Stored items
_ _ _ _ _
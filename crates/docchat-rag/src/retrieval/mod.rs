//! Chunk index, shared knowledge base and question answering

mod index;
mod retriever;
mod store;

pub use index::{ChunkIndex, ScoredChunk};
pub use retriever::Retriever;
pub use store::{KnowledgeBase, PendingDocument};
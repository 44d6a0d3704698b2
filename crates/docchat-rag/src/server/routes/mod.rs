//! API routes for the document chat server

pub mod chat;
pub mod info;
pub mod upload;

use axum::{
    extract::DefaultBodyLimit,
    routing::{get, post},
    Router,
};
use crate::server::state::AppState;

/// Build all API routes
pub fn api_routes(max_upload_size: usize) -> Router<AppState> {
    Router::new()
        // Ingestion - with larger body limit for file uploads
        .route(
            "/upload",
            post(upload::upload_files).layer(DefaultBodyLimit::max(max_upload_size)),
        )
        .route("/chat", post(chat::chat))
        .route("/info", get(info::info))
        .route("/stats", get(info::stats))
}
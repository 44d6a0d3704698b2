//! English stop words removed by the sparse vectorizer

use once_cell::sync::Lazy;
use std::collections::HashSet;

static ENGLISH: &[&str] = &[
    "a", "about", "above", "across", "after", "afterwards", "again", "against", "all", "almost",
    "alone", "along", "already", "also", "although", "always", "am", "among", "amongst",
    "amoungst", "amount", "an", "and", "another", "any", "anyhow", "anyone", "anything", "anyway",
    "anywhere", "are", "around", "as", "at", "back", "be", "became", "because", "become",
    "becomes", "becoming", "been", "before", "beforehand", "behind", "being", "below", "beside",
    "besides", "between", "beyond", "bill", "both", "bottom", "but", "by", "call", "can",
    "cannot", "cant", "co", "con", "could", "couldnt", "cry", "de", "describe", "detail", "do",
    "done", "down", "due", "during", "each", "eg", "eight", "either", "eleven", "else",
    "elsewhere", "empty", "enough", "etc", "even", "ever", "every", "everyone", "everything",
    "everywhere", "except", "few", "fifteen", "fifty", "fill", "find", "fire", "first", "five",
    "for", "former", "formerly", "forty", "found", "four", "from", "front", "full", "further",
    "get", "give", "go", "had", "has", "hasnt", "have", "he", "hence", "her", "here", "hereafter",
    "hereby", "herein", "hereupon", "hers", "herself", "him", "himself", "his", "how", "however",
    "hundred", "i", "ie", "if", "in", "inc", "indeed", "interest", "into", "is", "it", "its",
    "itself", "keep", "last", "latter", "latterly", "least", "less", "ltd", "made", "many", "may",
    "me", "meanwhile", "might", "mill", "mine", "more", "moreover", "most", "mostly", "move",
    "much", "must", "my", "myself", "name", "namely", "neither", "never", "nevertheless", "next",
    "nine", "no", "nobody", "none", "noone", "nor", "not", "nothing", "now", "nowhere", "of",
    "off", "often", "on", "once", "one", "only", "onto", "or", "other", "others", "otherwise",
    "our", "ours", "ourselves", "out", "over", "own", "part", "per", "perhaps", "please", "put",
    "rather", "re", "same", "see", "seem", "seemed", "seeming", "seems", "serious", "several",
    "she", "should", "show", "side", "since", "sincere", "six", "sixty", "so", "some", "somehow",
    "someone", "something", "sometime", "sometimes", "somewhere", "still", "such", "system",
    "take", "ten", "than", "that", "the", "their", "them", "themselves", "then", "thence",
    "there", "thereafter", "thereby", "therefore", "therein", "thereupon", "these", "they",
    "thick", "thin", "third", "this", "those", "though", "three", "through", "throughout", "thru",
    "thus", "to", "together", "too", "top", "toward", "towards", "twelve", "twenty", "two", "un",
    "under", "until", "up", "upon", "us", "very", "via", "was", "we", "well", "were", "what",
    "whatever", "when", "whence", "whenever", "where", "whereafter", "whereas", "whereby",
    "wherein", "whereupon", "wherever", "whether", "which", "while", "whither", "who", "whoever",
    "whole", "whom", "whose", "why", "will", "with", "within", "without", "would", "yet", "you",
    "your", "yours", "yourself", "yourselves",
];

static STOP_WORDS: Lazy<HashSet<&'static str>> = Lazy::new(|| ENGLISH.iter().copied().collect());

/// Whether `word` (already lowercased) is an English stop word
pub fn is_stop_word(word: &str) -> bool {
    STOP_WORDS.contains(word)
}
//! Service description and index statistics

use axum::{extract::State, Json};
use serde_json::{json, Value};

use crate::server::state::AppState;
use crate::types::IndexStats;

/// GET /api/info - Static description of the service
pub async fn info(State(state): State<AppState>) -> Json<Value> {
    let config = state.config();
    let llm = state.retriever().llm();

    Json(json!({
        "name": "docchat-rag",
        "version": env!("CARGO_PKG_VERSION"),
        "description": "Upload PDF, DOCX and TXT documents and ask questions answered from their most similar passages",
        "started_at": state.started_at().to_rfc3339(),
        "endpoints": {
            "POST /api/upload": "Upload documents (multipart, format from the filename extension)",
            "POST /api/chat": "Ask a question: {message, top_k?, timeout_secs?}",
            "GET /api/stats": "Index statistics",
            "GET /health": "Liveness check",
            "GET /ready": "Readiness check"
        },
        "vectorizer": config.vectorizer.strategy.as_str(),
        "chunking": {
            "window_words": config.chunking.window_words,
            "overlap_words": config.chunking.overlap_words
        },
        "top_k": config.retrieval.top_k,
        "llm": {
            "provider": llm.name(),
            "model": llm.model()
        }
    }))
}

/// GET /api/stats - Index statistics
pub async fn stats(State(state): State<AppState>) -> Json<IndexStats> {
    Json(state.knowledge_base().stats())
}
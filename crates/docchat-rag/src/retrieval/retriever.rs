//! Question answering over the knowledge base

use std::sync::Arc;
use std::time::{Duration, Instant};

use crate::error::{Error, Result};
use crate::generation::PromptBuilder;
use crate::providers::LlmProvider;
use crate::types::{Citation, QueryResponse};

use super::store::KnowledgeBase;

/// Retrieves context and asks the generation service; stateless across calls
pub struct Retriever {
    kb: Arc<KnowledgeBase>,
    llm: Arc<dyn LlmProvider>,
    default_top_k: usize,
    default_timeout: Duration,
}

impl Retriever {
    pub fn new(
        kb: Arc<KnowledgeBase>,
        llm: Arc<dyn LlmProvider>,
        default_top_k: usize,
        default_timeout: Duration,
    ) -> Self {
        Self {
            kb,
            llm,
            default_top_k,
            default_timeout,
        }
    }

    /// The generation provider in use
    pub fn llm(&self) -> &Arc<dyn LlmProvider> {
        &self.llm
    }

    /// Answer `question` from the `top_k` most similar chunks
    ///
    /// Blank questions are rejected before retrieval. Generation failures and
    /// timeouts do not fail the call; they become the answer text.
    pub async fn answer(
        &self,
        question: &str,
        top_k: Option<usize>,
        timeout: Option<Duration>,
    ) -> Result<QueryResponse> {
        if question.trim().is_empty() {
            return Err(Error::EmptyQuery);
        }

        let start = Instant::now();
        let k = top_k.unwrap_or(self.default_top_k);
        let results = self.kb.search(question, k).await?;

        let context = PromptBuilder::build_context(&results);
        let prompt = PromptBuilder::build_rag_prompt(question, &context);
        let timeout = timeout.unwrap_or(self.default_timeout);

        let response = match tokio::time::timeout(timeout, self.llm.generate(&prompt)).await {
            Ok(Ok(answer)) => answer,
            Ok(Err(e)) => {
                tracing::warn!("Generation failed: {}", e);
                format!("Error generating response: {}", e)
            }
            Err(_) => {
                tracing::warn!("Generation timed out after {:?}", timeout);
                format!("Error generating response: timed out after {}s", timeout.as_secs_f32())
            }
        };

        let sources = results
            .iter()
            .map(|r| Citation::new(&r.chunk.source_ref(), r.score))
            .collect();

        tracing::info!(
            "Answered with {} context chunks in {}ms",
            results.len(),
            start.elapsed().as_millis()
        );
        Ok(QueryResponse::new(response, sources))
    }
}

#[cfg(test)]
mod tests {
    use super::*;
    use crate::config::SparseConfig;
    use crate::retrieval::PendingDocument;
    use crate::types::Chunk;
    use async_trait::async_trait;
    use parking_lot::Mutex;

    #[derive(Default)]
    struct RecordingLlm {
        prompts: Mutex<Vec<String>>,
        fail: bool,
        delay: Option<Duration>,
    }

    #[async_trait]
    impl LlmProvider for RecordingLlm {
        async fn generate(&self, prompt: &str) -> Result<String> {
            self.prompts.lock().push(prompt.to_string());
            if let Some(delay) = self.delay {
                tokio::time::sleep(delay).await;
            }
            if self.fail {
                return Err(Error::external("service unavailable"));
            }
            Ok("Paris.".to_string())
        }

        async fn health_check(&self) -> Result<bool> {
            Ok(true)
        }

        fn name(&self) -> &str {
            "recording"
        }

        fn model(&self) -> &str {
            "stub"
        }
    }

    async fn populated_kb() -> Arc<KnowledgeBase> {
        let kb = Arc::new(KnowledgeBase::sparse(&SparseConfig::default()));
        kb.ingest(vec![
            PendingDocument::new(
                "geo.txt",
                vec![Chunk::new("Paris is the capital of France.".into(), "geo.txt", 0)],
            ),
            PendingDocument::new(
                "misc.txt",
                vec![Chunk::new("Rust is a systems language.".into(), "misc.txt", 0)],
            ),
        ])
        .await
        .unwrap();
        kb
    }

    fn retriever(kb: Arc<KnowledgeBase>, llm: Arc<RecordingLlm>) -> Retriever {
        Retriever::new(kb, llm, 3, Duration::from_secs(5))
    }

    #[tokio::test]
    async fn test_answer_with_sources() {
        let llm = Arc::new(RecordingLlm::default());
        let retriever = retriever(populated_kb().await, Arc::clone(&llm));

        let answer = retriever
            .answer("What is the capital of France?", Some(1), None)
            .await
            .unwrap();

        assert_eq!(answer.response, "Paris.");
        assert_eq!(answer.sources.len(), 1);
        assert_eq!(answer.sources[0].source, "geo.txt");
        assert_eq!(answer.sources[0].position, 0);

        let prompts = llm.prompts.lock();
        assert!(prompts[0].contains("Context:\nParis is the capital of France.\n\nQuestion:"));
    }

    #[tokio::test]
    async fn test_blank_question_skips_generation() {
        let llm = Arc::new(RecordingLlm::default());
        let retriever = retriever(populated_kb().await, Arc::clone(&llm));

        assert!(matches!(
            retriever.answer("   ", None, None).await,
            Err(Error::EmptyQuery)
        ));
        assert!(llm.prompts.lock().is_empty());
    }

    #[tokio::test]
    async fn test_empty_index_still_generates() {
        let llm = Arc::new(RecordingLlm::default());
        let kb = Arc::new(KnowledgeBase::sparse(&SparseConfig::default()));
        let answer = retriever(kb, Arc::clone(&llm))
            .answer("Anything?", None, None)
            .await
            .unwrap();

        assert!(answer.sources.is_empty());
        assert!(llm.prompts.lock()[0].contains("Context:\n\n\nQuestion: Anything?"));
    }

    #[tokio::test]
    async fn test_generation_failure_becomes_answer() {
        let llm = Arc::new(RecordingLlm {
            fail: true,
            ..Default::default()
        });
        let answer = retriever(populated_kb().await, llm)
            .answer("What is the capital of France?", None, None)
            .await
            .unwrap();

        assert_eq!(
            answer.response,
            "Error generating response: External service error: service unavailable"
        );
        assert_eq!(answer.sources.len(), 2);
    }

    #[tokio::test]
    async fn test_generation_timeout() {
        let llm = Arc::new(RecordingLlm {
            delay: Some(Duration::from_secs(5)),
            ..Default::default()
        });
        let answer = retriever(populated_kb().await, llm)
            .answer("capital?", None, Some(Duration::from_millis(20)))
            .await
            .unwrap();

        assert!(answer.response.starts_with("Error generating response: timed out"));
    }
}
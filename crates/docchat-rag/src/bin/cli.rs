//! Command-line client: index local documents and ask a question
//!
//! ```bash
//! docchat-rag ingest ./docs
//! docchat-rag ask "What is the refund policy?" --docs ./docs --top-k 5
//! ```

use anyhow::Context;
use clap::{Parser, Subcommand};
use console::style;
use indicatif::{ProgressBar, ProgressStyle};
use std::path::{Path, PathBuf};
use std::sync::Arc;
use std::time::Duration;
use walkdir::WalkDir;

use docchat_rag::{
    config::RagConfig,
    ingestion::{FileParser, IngestPipeline, WordChunker},
    providers,
    retrieval::{KnowledgeBase, PendingDocument, Retriever},
    FileType,
};

#[derive(Parser)]
#[command(name = "docchat-rag", about = "Ask questions about PDF, DOCX and TXT documents", version)]
struct Cli {
    /// Path to a TOML configuration file (overrides DOCCHAT_CONFIG)
    #[arg(long, global = true)]
    config: Option<PathBuf>,

    #[command(subcommand)]
    command: Commands,
}

#[derive(Subcommand)]
enum Commands {
    /// Extract, chunk and index documents, then print index statistics
    Ingest {
        /// Files or directories to index
        #[arg(required = true)]
        paths: Vec<PathBuf>,
    },

    /// Index documents and answer one question from them
    Ask {
        /// The question
        question: String,

        /// Files or directories to index first
        #[arg(long, required = true, num_args = 1..)]
        docs: Vec<PathBuf>,

        /// Chunks to use as context
        #[arg(long)]
        top_k: Option<usize>,

        /// Generation timeout in seconds
        #[arg(long)]
        timeout: Option<u64>,
    },
}

#[tokio::main]
async fn main() -> anyhow::Result<()> {
    use tracing_subscriber::{layer::SubscriberExt, util::SubscriberInitExt};

    tracing_subscriber::registry()
        .with(
            tracing_subscriber::EnvFilter::try_from_default_env()
                .unwrap_or_else(|_| "docchat_rag=warn".into()),
        )
        .with(tracing_subscriber::fmt::layer())
        .init();

    let cli = Cli::parse();
    let config = match &cli.config {
        Some(path) => {
            let mut config = RagConfig::from_file(path)?;
            config.apply_env(|key| std::env::var(key).ok())?;
            config.validate()?;
            config
        }
        None => RagConfig::load()?,
    };

    match cli.command {
        Commands::Ingest { paths } => {
            let kb = KnowledgeBase::from_config(&config, providers::build_embedder(&config)?)?;
            ingest_paths(&config, &kb, &paths).await?;
            let stats = kb.stats();
            println!(
                "{} {} chunks from {} sources ({} vectorizer, {} dimensions)",
                style("Indexed").green().bold(),
                stats.chunks,
                stats.sources,
                stats.strategy,
                stats.dimensions
            );
        }
        Commands::Ask {
            question,
            docs,
            top_k,
            timeout,
        } => {
            let llm = providers::build_llm(&config)?;
            let kb = Arc::new(KnowledgeBase::from_config(
                &config,
                providers::build_embedder(&config)?,
            )?);
            ingest_paths(&config, &kb, &docs).await?;

            let retriever = Retriever::new(
                Arc::clone(&kb),
                llm,
                config.retrieval.top_k,
                Duration::from_secs(config.llm.timeout_secs),
            );
            let answer = retriever
                .answer(&question, top_k, timeout.map(Duration::from_secs))
                .await?;

            println!("\n{}\n", answer.response);
            println!("{}", style("Sources:").bold());
            for source in &answer.sources {
                println!(
                    "  {} {} {}",
                    style(format!("{:.3}", source.score)).dim(),
                    source.source,
                    style(format!("(chunk {})", source.position)).dim()
                );
            }
        }
    }

    Ok(())
}

/// Supported files under `paths`, directories walked recursively
fn collect_files(paths: &[PathBuf]) -> Vec<PathBuf> {
    let mut files = Vec::new();
    for path in paths {
        for entry in WalkDir::new(path).into_iter().filter_map(|e| e.ok()) {
            let file = entry.path();
            if entry.file_type().is_file() && is_supported(file) {
                files.push(file.to_path_buf());
            }
        }
    }
    files.sort();
    files
}

fn is_supported(path: &Path) -> bool {
    path.file_name()
        .and_then(|n| n.to_str())
        .map(|n| FileType::from_filename(n).is_ok())
        .unwrap_or(false)
}

async fn ingest_paths(config: &RagConfig, kb: &KnowledgeBase, paths: &[PathBuf]) -> anyhow::Result<()> {
    let files = collect_files(paths);
    anyhow::ensure!(!files.is_empty(), "no pdf, docx or txt files found");

    let pipeline = IngestPipeline::new(WordChunker::from_config(&config.chunking)?);
    let pb = ProgressBar::new(files.len() as u64);
    pb.set_style(
        ProgressStyle::default_bar()
            .template("{spinner:.green} [{elapsed_precise}] [{bar:40.cyan/blue}] {pos}/{len} files {msg}")
            .context("invalid progress template")?
            .progress_chars("#>-"),
    );

    let mut pending = Vec::new();
    for path in &files {
        pb.set_message(path.display().to_string());
        let (filename, file_type, data) = FileParser::read_path(path)?;
        let source = path.display().to_string();
        match pipeline
            .extract_as(&filename, file_type, &data)
            .map(|doc| pipeline.chunker().chunk(&source, &doc.text))
        {
            Ok(chunks) => pending.push(PendingDocument::new(source, chunks)),
            Err(e) => pb.println(format!("{} {}: {}", style("skipped").yellow(), path.display(), e)),
        }
        pb.inc(1);
    }
    pb.finish_and_clear();

    let names: Vec<String> = pending.iter().map(|d| d.source.clone()).collect();
    for (name, outcome) in names.iter().zip(kb.ingest(pending).await?) {
        if let Err(e) = outcome {
            eprintln!("{} {}: {}", style("skipped").yellow(), name, e);
        }
    }
    Ok(())
}
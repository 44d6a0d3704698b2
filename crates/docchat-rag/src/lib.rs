//! docchat-rag: chat with your documents
//!
//! Uploaded PDF, DOCX and TXT files are split into overlapping word windows,
//! vectorized (corpus-wide TF-IDF or dense embeddings) and kept in an
//! in-memory index. Questions are answered by an external LLM from the most
//! similar chunks, and each answer lists the chunks it was given.

pub mod config;
pub mod error;
pub mod generation;
pub mod ingestion;
pub mod providers;
pub mod retrieval;
pub mod server;
pub mod types;
pub mod vectorize;

pub use config::RagConfig;
pub use error::{Error, Result};
pub use retrieval::{ChunkIndex, KnowledgeBase, Retriever, ScoredChunk};
pub use types::{
    document::{Chunk, ChunkSource, Document, FileType},
    query::QueryRequest,
    response::{Citation, IngestResponse, QueryResponse},
};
_ _ _ _ _
### Work required:
Using the entries above, give the number of lines that carry the string "bold", without anything else.

### Expected answer:
2